As they always do after a gaffe or particularly inane comment by the Lord of the Ramp, his toadies were out quickly, claiming he was only joking.  He is, after all, known for his sense of humor.

The Lord of the Ramp also declared in Tulsa that his response to the coronavirus pandemic saved "hundreds of thousands of lives."  Reality says just the opposite:
More than 120,000 Americans have now perished from Covid-19, surpassing the total number of U.S. dead during World War I. Had American leaders taken the decisive, early measures that several other nations took when they had exactly the same information the U.S. did, at exactly the same time in their experience of the novel coronavirus, how many of these Covid-19 deaths could have been prevented?
That isn’t a hypothetical question. And the answer that emerges from a direct comparison of the fatalities in and policies of the U.S. and other countries — South Korea, Australia, Germany, and Singapore — indicates that between 70% and 99% of the Americans who died from this pandemic might have been saved by measures demonstrated by others to have been feasible. (our emphasis)
The entire piece details how what the Lord of the Ramp and his toadies in state governments did made matters worse and cost more lives than otherwise would have been the case.  Meanwhile, the world just saw its largest daily increase in coronavirus cases yet, with the U.S. among those seeing cases surge.

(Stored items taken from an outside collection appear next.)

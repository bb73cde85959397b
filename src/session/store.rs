use std::collections::HashMap;
use std::sync::Mutex;
use std::time::Duration;
use tracing::{debug, info, instrument};

use super::models::SessionModel;
use crate::shared::AppError;

/// Both maps move together, so they live under one lock
struct StoreInner {
    sessions: HashMap<String, SessionModel>,
    username_to_session: HashMap<String, String>,
}

/// In-memory session store with sliding TTL and lazy expiry
///
/// Expired sessions are removed the moment a read touches them; the
/// periodic sweep is a cleanup optimization, never a correctness
/// requirement.
pub struct SessionStore {
    inner: Mutex<StoreInner>,
    ttl: Duration,
}

impl SessionStore {
    pub fn new(ttl: Duration) -> Self {
        Self {
            inner: Mutex::new(StoreInner {
                sessions: HashMap::new(),
                username_to_session: HashMap::new(),
            }),
            ttl,
        }
    }

    /// Creates a session for a username, replacing any prior live session
    ///
    /// The previous session id for this username becomes permanently
    /// invalid even if its TTL had not elapsed.
    #[instrument(skip(self))]
    pub async fn create(&self, username: &str) -> Result<String, AppError> {
        let username = username.trim();
        if username.chars().count() < 2 {
            return Err(AppError::Validation(
                "Username must be at least 2 characters".to_string(),
            ));
        }
        if username.chars().count() > 50 {
            return Err(AppError::Validation(
                "Username too long (max 50 characters)".to_string(),
            ));
        }

        let mut inner = self.inner.lock().unwrap();

        if let Some(old_id) = inner.username_to_session.get(username).cloned() {
            let was_live = inner
                .sessions
                .get(&old_id)
                .map(|s| !s.is_expired(self.ttl))
                .unwrap_or(false);
            Self::remove_locked(&mut inner, &old_id);
            if was_live {
                info!(username = %username, "Replaced prior live session");
            } else {
                debug!(username = %username, "Discarded stale session for username");
            }
        }

        let session = SessionModel::new(username.to_string());
        let session_id = session.id.clone();
        inner
            .username_to_session
            .insert(username.to_string(), session_id.clone());
        inner.sessions.insert(session_id.clone(), session);

        info!(username = %username, session_id = %session_id, "Session created");
        Ok(session_id)
    }

    /// Looks up a session, refreshing its sliding window on a valid hit
    ///
    /// Unknown and stale ids both come back as `None`; stale entries are
    /// removed on the spot.
    #[instrument(skip(self))]
    pub async fn get(&self, session_id: &str) -> Option<SessionModel> {
        let mut inner = self.inner.lock().unwrap();

        let expired = match inner.sessions.get(session_id) {
            Some(session) => session.is_expired(self.ttl),
            None => return None,
        };

        if expired {
            debug!(session_id = %session_id, "Session expired, removing lazily");
            Self::remove_locked(&mut inner, session_id);
            return None;
        }

        let session = inner.sessions.get_mut(session_id).unwrap();
        session.touch();
        Some(session.clone())
    }

    /// Records a joined room on a session; no-op for invalid sessions
    #[instrument(skip(self))]
    pub async fn add_room(&self, session_id: &str, room_id: &str) {
        self.with_valid_session(session_id, |session| session.add_room(room_id));
    }

    /// Removes a joined room from a session; no-op for invalid sessions
    #[instrument(skip(self))]
    pub async fn remove_room(&self, session_id: &str, room_id: &str) {
        self.with_valid_session(session_id, |session| session.remove_room(room_id));
    }

    /// Explicit logout; idempotent
    #[instrument(skip(self))]
    pub async fn remove(&self, session_id: &str) {
        let mut inner = self.inner.lock().unwrap();
        Self::remove_locked(&mut inner, session_id);
    }

    /// Removes every expired session; returns how many were dropped
    ///
    /// Purely an optimization over lazy expiry on `get`.
    #[instrument(skip(self))]
    pub async fn sweep_expired(&self) -> u64 {
        let mut inner = self.inner.lock().unwrap();

        let expired: Vec<String> = inner
            .sessions
            .values()
            .filter(|s| s.is_expired(self.ttl))
            .map(|s| s.id.clone())
            .collect();

        for session_id in &expired {
            Self::remove_locked(&mut inner, session_id);
        }

        debug!(removed = expired.len(), "Expired sessions swept");
        expired.len() as u64
    }

    /// Current number of stored sessions, stale entries included
    pub fn session_count(&self) -> usize {
        self.inner.lock().unwrap().sessions.len()
    }

    fn with_valid_session<F: FnOnce(&mut SessionModel)>(&self, session_id: &str, f: F) {
        let mut inner = self.inner.lock().unwrap();
        let expired = match inner.sessions.get(session_id) {
            Some(session) if !session.is_expired(self.ttl) => false,
            Some(_) => true,
            None => return,
        };
        if expired {
            Self::remove_locked(&mut inner, session_id);
            return;
        }
        let session = inner.sessions.get_mut(session_id).unwrap();
        session.touch();
        f(session);
    }

    fn remove_locked(inner: &mut StoreInner, session_id: &str) {
        if let Some(session) = inner.sessions.remove(session_id) {
            // Only drop the username mapping if it still points at us; a
            // replacement session may own the name by now
            if inner.username_to_session.get(&session.username) == Some(&session.id) {
                inner.username_to_session.remove(&session.username);
            }
        }
    }
}
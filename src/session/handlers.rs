use axum::{
    extract::State,
    http::{HeaderMap, StatusCode},
    Json,
};
use serde_json::{json, Value};
use tracing::{info, instrument};

use super::types::{CreateSessionRequest, SessionCreatedResponse, SessionInfoResponse};
use crate::shared::{AppError, AppState};

/// Pulls the opaque session id out of an `Authorization: Bearer` header
fn bearer_session_id(headers: &HeaderMap) -> Result<String, AppError> {
    headers
        .get("authorization")
        .and_then(|h| h.to_str().ok())
        .and_then(|h| h.strip_prefix("Bearer "))
        .map(|token| token.to_string())
        .ok_or_else(|| AppError::Unauthorized("Missing bearer token".to_string()))
}

/// HTTP handler for creating a new session
///
/// POST /sessions
/// Validates the username and returns the opaque session id
#[instrument(name = "create_session", skip(state, request))]
pub async fn create_session(
    State(state): State<AppState>,
    Json(request): Json<CreateSessionRequest>,
) -> Result<(StatusCode, Json<SessionCreatedResponse>), AppError> {
    let session_id = state.sessions.create(&request.username).await?;

    info!("Session created successfully");

    Ok((
        StatusCode::CREATED,
        Json(SessionCreatedResponse { session_id }),
    ))
}

/// HTTP handler for inspecting the caller's session
///
/// GET /sessions/me with `Authorization: Bearer <session_id>`
#[instrument(name = "get_current_session", skip(state, headers))]
pub async fn get_current_session(
    State(state): State<AppState>,
    headers: HeaderMap,
) -> Result<Json<SessionInfoResponse>, AppError> {
    let session_id = bearer_session_id(&headers)?;

    let session = state
        .sessions
        .get(&session_id)
        .await
        .ok_or_else(|| AppError::Unauthorized("Invalid or expired session".to_string()))?;

    Ok(Json(SessionInfoResponse {
        session_id: session.id,
        username: session.username,
        joined_rooms: session.joined_rooms,
    }))
}

/// HTTP handler for ending the caller's session
///
/// DELETE /sessions/me with `Authorization: Bearer <session_id>`
#[instrument(name = "delete_session", skip(state, headers))]
pub async fn delete_session(
    State(state): State<AppState>,
    headers: HeaderMap,
) -> Result<Json<Value>, AppError> {
    let session_id = bearer_session_id(&headers)?;

    state.sessions.remove(&session_id).await;

    info!("Session ended");
    Ok(Json(json!({ "message": "Session ended" })))
}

Infidel 753 has an essay on "Hard Reality" and why the reliance by some on a shared, tribal rejection of science- based reality is a serious problem for all of us:
This has become a serious practical problem for our country's response to the covid-19 pandemic because much of the right wing has decided that precautions such as masks, social distancing, and lockdowns are markers of political tribal identity.  To them, adhering to such practices is not a pragmatic effort to minimize danger, but evidence of one's membership in the secular left.  Such delusions come naturally to the religion-dominated mind.  After generations of being taught to disregard or deny evidence in order to reject the theory of evolution, and instead interpret the theory as an ideological assault on religion, it was easy to apply the same response pattern to anthropogenic global warming, and then to anything else that came along.  The end result is a mental state insulated from the real world, in which every new assertion is judged not by whether the evidence supports it, but by whether it is being asserted by "our side" or by the Godless libtards.

The problem is that reality is unaffected by such attitudes.  The pandemic does not care whether somebody believes it's a hoax or not.  The laws of physics that govern the trajectory of infectious micro-droplets when somebody coughs do not care why the person isn't wearing a mask.  Amidst a group of people, the virus does not care whether the gathering is a church service or a BLM rally or a Trump rally.  It simply spreads to new hosts more or less easily depending on whether certain objective conditions are met, as impersonally as a magnet jumps toward a bar of iron if you bring it close enough.
We conclude with our usual strong recommendation that you drop into the same Infidel 753's link round- up for a comprehensive array of links to posts around the internet.  If you can't find something worth your time there, it's probably not worth finding.

2 comments:

Infidel753 said...

Thanks for the cite!

W. Hackwhacker said...

Infidel -- It hit several nails on the head!